I visited a theatre company, a few days later, to offer my dramaturgical advice on their upcoming production. ‘How does it feel?’ the performer asked. In that moment I chose silence. ‘How do you feel about it?’ I asked in return. I let her speak out. Voice aloud her thoughts, ideas, concerns, anything she wanted to share. I needed to follow her path, become part of her trajectory, understand her approach to her art-making process, her identity. Only then could I offer my advice, after giving her the time and space, the energy and devotion, to primarily understand and then unfold her own narrative.
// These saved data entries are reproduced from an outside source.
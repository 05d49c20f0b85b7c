//! Album pagination and subalbum discovery.
//!
//! An album's size is only known after its first listing page has been
//! fetched: the response declares a `total`, and the number of pages follows
//! from it with [`pages_needed`]. The remaining pages are then fetched in
//! order, one at a time.
//!
//! # Example
//!
//! ```no_run
//! use std::sync::Arc;
//!
//! use photobucket_core::album::{AlbumHandle, AlbumTraversal};
//! use photobucket_core::events::NoopEvents;
//! use photobucket_core::fetch::{PageFetcher, RetryPolicy};
//!
//! # async fn example() -> Result<(), Box<dyn std::error::Error>> {
//! let fetcher = PageFetcher::new(RetryPolicy::default())?;
//! let traversal = AlbumTraversal::new(fetcher, "token", Arc::new(NoopEvents));
//! let mut album = AlbumHandle::for_page(
//!     "https://photobucket.com/user/alice/library/Trip",
//!     "/albums/ab12/alice/Trip",
//! )?;
//! let files = traversal.list_all_files(&mut album).await?;
//! println!("{} files", files.len());
//! # Ok(())
//! # }
//! ```

mod traversal;
mod types;

pub use traversal::{AlbumTraversal, LISTING_ENDPOINT, SUBALBUM_ENDPOINT};
pub use types::{AlbumHandle, AlbumPage, DEFAULT_PER_PAGE, SubalbumRef, pages_needed};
Continuing in life with this realization, aspiration, and drive fuels me with respect towards anyone who wants to be listened to, anyone who asks for help, anything that reaches my sensors. It is the acknowledgement that my body is semi-transparent, and its porosity is non-negotiable. It is there. And it calls for recognition.
Continuing with this realization in the dramaturgical practice primarily positions me as a listener, receiver, and carer, and secondarily as an advisor, collaborator, and dramaturg. It reminds me that the malleability of my becoming is an intrinsic element of my existence. It makes me cherish the transience of my encounter with a maker, and celebrate the traces this encounter leaves within me. It drives me to let these traces be, act upon me, transmute into something else - something I have no control over. And finally, it helps me to weave together the various threads that come my way, and to keep on weaving while all I can be sure about is what has already been woven.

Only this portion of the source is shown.